Jednego zawodnika mniej, ale z walką do końca. Lechia przegrała z Cracovią 1:2

Już po pierwszej akcji Lechia przegrywała 0:1 po rzucie karnym. W 35. minucie z boiska wyleciał Conrado, tuż przed przerwą było 0:2. Ale Szymon Grabowski i jego podopieczni nie poddali się, walczyli do końca, choć nie zdołali doprowadzić do remisu. Przed meczem na Polsat Plus Arenie Gdańsk upamiętniono dzieci, które zginęły w tragicznym wypadku po spotkaniu z Legią Warszawa.
03.11.2024
Więcej artykułów poświęconych Gdańskowi znajdziesz na stronie głównej gdansk.pl
Trybuny stadionu, na nich czarna sektorówka w kształcie koszulki z ich imionami: Eliza, Tomek, Nikodem, Mikołaj
Na trybunach stadionu w Letnicy kibice Lechii wywiesili czarną sektorówkę w kształcie koszulki z imionami zmarłych w wypadku: Eliza, Tomek, Nikodem, Mikołaj
fot. Roman Daszczyński / www.gdansk.pl

Upamiętnili czwórkę zmarłych dzieci

W piątek, 18 października, wieczorem Lechia grała u siebie z Legią Warszawa. Przegrała 0:2. Tragedia zdarzyła się trochę później. Na drodze ekspresowej S7, w miejscowości Borkowo, niedaleko Gdańska doszło do karambolu. Tragicznego w skutkach. Zginęła czwórka dzieci, kilkanaście osób z obrażeniami trafiło do szpitala. 

Nocny karambol pod Gdańskiem. Zginęło czworo dzieci wracających z meczu

W niedzielę, 3 listopada, tuż przed rozpoczęciem spotkania Lechii z Cracovią minutą ciszy uczczono pamięć czwórki dzieci, która zginęła w tamtym karambolu. Zawodnicy rezerwowi Lechii zapalili znicze ku pamięci zmarłych, na trybunach wywieszona została czarna sektorówka w kształcie koszulki z ich imionami: Eliza, Tomek, Nikodem, Mikołaj.

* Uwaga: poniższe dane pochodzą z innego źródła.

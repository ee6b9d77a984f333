pub mod condition;
pub mod context;
pub mod indicator;
pub mod pattern;
pub mod price;
pub mod result;

pub use condition::{Condition, GroupMode, SequenceState};
pub use context::{ComputedLevel, EvaluationContext, Level};
pub use price::CandleBias;
pub use result::{ConditionValue, EvaluationResult, Verdict};
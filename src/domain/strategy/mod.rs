pub mod types;

pub use types::{Direction, SlConfig, Strategy, TpConfig};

Cały stadion - łącznie 10 771 osób - zachował się wspaniale podczas tych chwil. Warto też pochwalić około 1700 fanów Cracovii, którzy wspierani przez kibiców Arki Gdynia i Lecha Poznań, zasiadali na Polsat Plus Arenie Gdańsk. Na komendę ich lidera w sektorze - zdjęli czapki, potem - tak jak wszyscy na trybunach - zapalili latarki telefonów. Na zakończenie z innymi bili brawo. 

Piłkarze Lechii na znak żałoby grali z czarnymi opaskami.

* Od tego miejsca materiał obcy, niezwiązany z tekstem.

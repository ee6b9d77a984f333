use crate::domain::market::candle::Candle;
use crate::domain::market::false_breakout::{FalseBreakout, FbKind};
use crate::domain::market::range::Range;
use crate::domain::market::swing::SwingPoint;

#[derive(Debug, Clone, Copy)]
pub struct FalseBreakoutDetector {
    pub min_wick_atr_mult: f64,
    pub volume_spike_required: bool,
    pub volume_spike_mult: f64,
    pub volume_lookback: usize,
    pub max_break_bars: usize,
}

impl Default for FalseBreakoutDetector {
    fn default() -> Self {
        Self {
            min_wick_atr_mult: 0.3,
            volume_spike_required: false,
            volume_spike_mult: 1.5,
            volume_lookback: 20,
            max_break_bars: 5,
        }
    }
}

impl FalseBreakoutDetector {
    /// Same detector, tighter defaults: a stricter wick threshold and a
    /// required volume spike.
    pub fn liquidity_sweep() -> Self {
        Self {
            min_wick_atr_mult: 0.5,
            volume_spike_required: true,
            ..Self::default()
        }
    }

    pub fn detect_at_swing_levels(
        &self,
        candles: &[Candle],
        swings: &[SwingPoint],
        atr: &[f64],
        volume_avg: &[f64],
    ) -> Vec<FalseBreakout> {
        swings
            .iter()
            .filter_map(|s| {
                let kind = if s.is_high() { FbKind::Above } else { FbKind::Below };
                self.detect_at_level(candles, atr, volume_avg, s.price, kind, s.confirmed_at_index)
            })
            .collect()
    }

    pub fn detect_at_range_levels(&self, candles: &[Candle], ranges: &[Range], atr: &[f64], volume_avg: &[f64]) -> Vec<FalseBreakout> {
        ranges
            .iter()
            .flat_map(|r| {
                let start = r.end_index.unwrap_or(r.start_index) + 1;
                [
                    self.detect_at_level(candles, atr, volume_avg, r.high, FbKind::Above, start),
                    self.detect_at_level(candles, atr, volume_avg, r.low, FbKind::Below, start),
                ]
            })
            .flatten()
            .collect()
    }

    /// Per spec.md Open Question 1: an out-of-range ATR index at
    /// `break_index` skips the candidate rather than comparing against a
    /// stale or garbage wick threshold.
    pub fn detect_at_level(
        &self,
        candles: &[Candle],
        atr: &[f64],
        volume_avg: &[f64],
        level: f64,
        kind: FbKind,
        start_idx: usize,
    ) -> Option<FalseBreakout> {
        if start_idx >= candles.len() {
            return None;
        }

        for i in start_idx..candles.len() {
            let bar = &candles[i];
            let breached = match kind {
                FbKind::Above => bar.high > level,
                FbKind::Below => bar.low < level,
            };
            if !breached {
                continue;
            }

            let same_bar_reject = match kind {
                FbKind::Above => bar.close <= level,
                FbKind::Below => bar.close >= level,
            };

            if same_bar_reject {
                let extreme = match kind {
                    FbKind::Above => bar.high,
                    FbKind::Below => bar.low,
                };
                return self.build(candles, atr, volume_avg, level, kind, i, i, extreme, bar.close);
            }

            let scan_end = (i + 1 + self.max_break_bars).min(candles.len());
            if let Some(j) = (i + 1..scan_end).find(|&j| match kind {
                FbKind::Above => candles[j].close <= level,
                FbKind::Below => candles[j].close >= level,
            }) {
                let extreme = match kind {
                    FbKind::Above => candles[i..=j].iter().map(|c| c.high).fold(f64::MIN, f64::max),
                    FbKind::Below => candles[i..=j].iter().map(|c| c.low).fold(f64::MAX, f64::min),
                };
                return self.build(candles, atr, volume_avg, level, kind, i, j, extreme, candles[j].close);
            }

            // breached but never closed back inside within the window: not a false breakout.
            return None;
        }
        None
    }

    fn build(
        &self,
        candles: &[Candle],
        atr: &[f64],
        volume_avg: &[f64],
        level: f64,
        kind: FbKind,
        break_index: usize,
        reversal_index: usize,
        extreme_price: f64,
        reversal_close: f64,
    ) -> Option<FalseBreakout> {
        let atr_at_break = *atr.get(break_index)?;
        let wick_size = match kind {
            FbKind::Above => extreme_price - level,
            FbKind::Below => level - extreme_price,
        };
        if wick_size < self.min_wick_atr_mult * atr_at_break {
            return None;
        }

        // Requires at least `volume_lookback` prior bars per spec.md 4.5.
        let volume_spike = reversal_index >= self.volume_lookback
            && volume_avg
                .get(reversal_index)
                .zip(candles.get(reversal_index))
                .is_some_and(|(avg, bar)| bar.volume >= self.volume_spike_mult * avg);

        if self.volume_spike_required && !volume_spike {
            return None;
        }

        Some(FalseBreakout {
            fb_kind: kind,
            level_price: level,
            break_index,
            extreme_price,
            reversal_index,
            reversal_close,
            wick_size,
            volume_spike,
        })
    }
}

#[cfg(test)]
mod tests {
    use super::*;

    fn bar(high: f64, low: f64, close: f64) -> Candle {
        Candle { timestamp_ms: 0, open: close, high, low, close, volume: 10.0 }
    }

    #[test]
    fn false_breakout_below_swing_low() {
        // SwingLow at 100; next bar low=99, close=100.5; ATR at that bar is 1.0
        let candles = vec![bar(101.0, 100.0, 100.5), bar(100.6, 99.0, 100.5)];
        let atr = vec![1.0, 1.0];
        let volume_avg = vec![10.0, 10.0];
        let detector = FalseBreakoutDetector::default();
        let fb = detector.detect_at_level(&candles, &atr, &volume_avg, 100.0, FbKind::Below, 1).unwrap();
        assert_eq!(fb.fb_kind, FbKind::Below);
        assert!((fb.wick_size - 1.0).abs() < 1e-9);
        assert!(!fb.volume_spike);
    }

    #[test]
    fn out_of_range_atr_index_is_skipped_not_panicking() {
        let candles = vec![bar(101.0, 100.0, 100.5), bar(100.6, 99.0, 100.5)];
        let atr: Vec<f64> = vec![]; // break_index out of range
        let volume_avg = vec![10.0, 10.0];
        let detector = FalseBreakoutDetector::default();
        assert!(detector.detect_at_level(&candles, &atr, &volume_avg, 100.0, FbKind::Below, 1).is_none());
    }

    #[test]
    fn wick_below_threshold_is_rejected() {
        let candles = vec![bar(101.0, 100.0, 100.5), bar(100.6, 99.9, 100.5)];
        let atr = vec![10.0, 10.0]; // large ATR makes the 0.1 wick too small
        let volume_avg = vec![10.0, 10.0];
        let detector = FalseBreakoutDetector::default();
        assert!(detector.detect_at_level(&candles, &atr, &volume_avg, 100.0, FbKind::Below, 1).is_none());
    }
}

Dobrze się jedzie pociągiem

W Lechii w porównaniu z poprzednim meczem z Piastem w Gliwicach zaszły trzy zmiany w wyjściowym składzie. Do gry weszli Bohdan Sarnawski, Tomasz Wójtowicz i Tomasz Neugebauer. Rozchorował się bramkarz Szymon Weirauch, kontuzji w meczu z Piastem doznał Camilo Mena a na ławkę rezerwowych usiadł Anton Carenko. 

Zespół Cracovii do Gdańska przyjechał pociągiem, co jest rzadko spotykaną praktyką w zawodowej piłce nożnej. 

- W pociągu jest wygodnie. No i jechaliśmy tylko pięć godzin a z dworca w Gdańsku na stadion zawiózł nas autokar - mówił Dawid Kroczek, szkoleniowiec "Pasów".

Trzech zawodników walczy o piłkę
Tomasz Neugebauer już w 2. minucie dotknął piłki ręką w polu karnym Lechii, co dało gościom z Krakowa rzut karny
fot. Krzysztof Mystkowski / KFP

Najsłabsza defensywa kontra najlepsza ofensywa

Przed meczem było wiadomo, że Lechia ma najsłabszą defensywę w ekstraklasie - 26 straconych goli. Cracovia jest najskuteczniejsza w lidze - 28 bramek zdobytych. Taki był też główny przedmeczowy przekaz. 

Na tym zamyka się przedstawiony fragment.